Exercise inputs: Begin

use common::geom::{Line, Pt, Rect};
use std::cell::Ref;

use super::api::BoxModel;
use super::types::{CursorStack, NodePool, Slot, SlotKind, Tag, SENTINEL_CHILD};

// Depth-first iterator over the leaf cells carrying one target tag. The
// traversal state lives in an explicit frame stack so the walk can be
// suspended between yields; cells are tracked in normalized [0,1]^2
// coordinates where size == 2^-level, and mapped to world space on yield.
pub struct Cursor<'a> {
    pool: Ref<'a, NodePool>,
    model: &'a BoxModel,
    target: Tag,
    slot: Slot,
    stack: CursorStack,
    x: f64,
    y: f64,
    size: f64,
    started: bool,
    done: bool,
}

impl<'a> Cursor<'a> {
    pub(crate) fn new(model: &'a BoxModel, target: Tag) -> Self {
        let mut stack = CursorStack::new();
        // Synthetic root frame; ascending past it reads as exhaustion.
        stack.push((0, SENTINEL_CHILD));
        Self {
            pool: model.pool.borrow(),
            model,
            target,
            slot: model.start,
            stack,
            x: 0.0,
            y: 0.0,
            size: 1.0,
            started: false,
            done: false,
        }
    }

    // Descend into `child` of the node at `node_idx` (the current slot).
    fn move_to(&mut self, node_idx: u32, child: u8) {
        self.stack.push((node_idx, child));
        self.size *= 0.5;
        if child & 1 != 0 {
            self.x += self.size;
        }
        if child & 2 != 0 {
            self.y += self.size;
        }
        self.slot = self.pool[node_idx as usize].child(child);
    }

    // Ascend one level, restoring the cell coordinates. Returns the child bit
    // that was taken to get here, or the sentinel at the synthetic root.
    fn pop(&mut self) -> u8 {
        let (node_idx, child) = self.stack.pop().expect("cursor stack underflow");
        if child == SENTINEL_CHILD {
            // Leave the synthetic frame in place for repeated calls.
            self.stack.push((node_idx, child));
            return SENTINEL_CHILD;
        }
        if child & 1 != 0 {
            self.x -= self.size;
        }
        if child & 2 != 0 {
            self.y -= self.size;
        }
        self.size *= 2.0;
        self.slot = Slot::node(node_idx);
        child
    }

    // Advance to the next matching leaf, beginning the search at
    // `start_child` of the current node. Returns false once exhausted.
    fn next_leaf(&mut self, start_child: u8) -> bool {
        let mut child = start_child;
        loop {
            match self.slot.kind() {
                SlotKind::Parent(node_idx) => {
                    if child < 4 {
                        self.move_to(node_idx, child);
                        child = 0;
                        continue;
                    }
                }
                SlotKind::Leaf(tag) => {
                    if child == 0 && tag == self.target {
                        return true;
                    }
                }
            }
            let taken = self.pop();
            if taken == SENTINEL_CHILD {
                return false;
            }
            child = taken + 1;
        }
    }

    // World-space bounds of the current cell.
    fn bounds(&self) -> Rect {
        Rect::new(
            self.model.world(self.x, self.y),
            self.model.world(self.x + self.size, self.y + self.size),
        )
    }
}

impl Iterator for Cursor<'_> {
    type Item = Rect;

    fn next(&mut self) -> Option<Rect> {
        if self.done {
            return None;
        }
        let found = if !self.started {
            self.started = true;
            self.next_leaf(0)
        } else {
            // Resume at the sibling after the leaf yielded last time.
            let taken = self.pop();
            taken != SENTINEL_CHILD && self.next_leaf(taken + 1)
        };
        if found {
            Some(self.bounds())
        } else {
            self.done = true;
            None
        }
    }
}

// Point classification by midpoint descent over world-space boxes.
pub(crate) fn tag_at(pool: &NodePool, start: Slot, bounds: Rect, pt: Pt) -> Tag {
    let mut slot = start;
    let mut rect = bounds;
    loop {
        match slot.kind() {
            SlotKind::Leaf(tag) => return tag,
            SlotKind::Parent(node_idx) => {
                let mid = rect.center();
                let mut child = 0u8;
                if pt.x >= mid.x {
                    child |= 1;
                    rect.min.x = mid.x;
                } else {
                    rect.max.x = mid.x;
                }
                if pt.y >= mid.y {
                    child |= 2;
                    rect.min.y = mid.y;
                } else {
                    rect.max.y = mid.y;
                }
                slot = pool[node_idx as usize].child(child);
            }
        }
    }
}

#[derive(Debug, Copy, Clone)]
pub(crate) struct RawHit {
    pub(crate) t: f64,
    pub(crate) tag: Tag,
}

pub(crate) fn child_rect(rect: Rect, mid: Pt, child: u8) -> Rect {
    Rect::new(
        Pt::new(
            if child & 1 != 0 { mid.x } else { rect.min.x },
            if child & 2 != 0 { mid.y } else { rect.min.y },
        ),
        Pt::new(
            if child & 1 != 0 { rect.max.x } else { mid.x },
            if child & 2 != 0 { rect.max.y } else { mid.y },
        ),
    )
}

// Gather one raw (t, tag) sample per leaf cell the line passes through. The
// recorded parameter is the midpoint of the cell's clip interval, which also
// covers the corner-graze case where entry and exit coincide.
pub(crate) fn line_hits(
    pool: &NodePool,
    slot: Slot,
    rect: Rect,
    line: &Line,
    hits: &mut Vec<RawHit>,
) {
    let (t0, t1) = match rect.clip_line(line) {
        Some(clip) => clip,
        None => return,
    };
    match slot.kind() {
        SlotKind::Leaf(tag) => hits.push(RawHit {
            t: (t0 + t1) * 0.5,
            tag,
        }),
        SlotKind::Parent(node_idx) => {
            let node = pool[node_idx as usize];
            let mid = rect.center();
            for child in 0..4u8 {
                line_hits(pool, node.child(child), child_rect(rect, mid, child), line, hits);
            }
        }
    }
}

Exercise inputs: End

-- Task instructions --
Please work out how many lines above contain the string "center", and reply with that number alone.

-- Written response --
2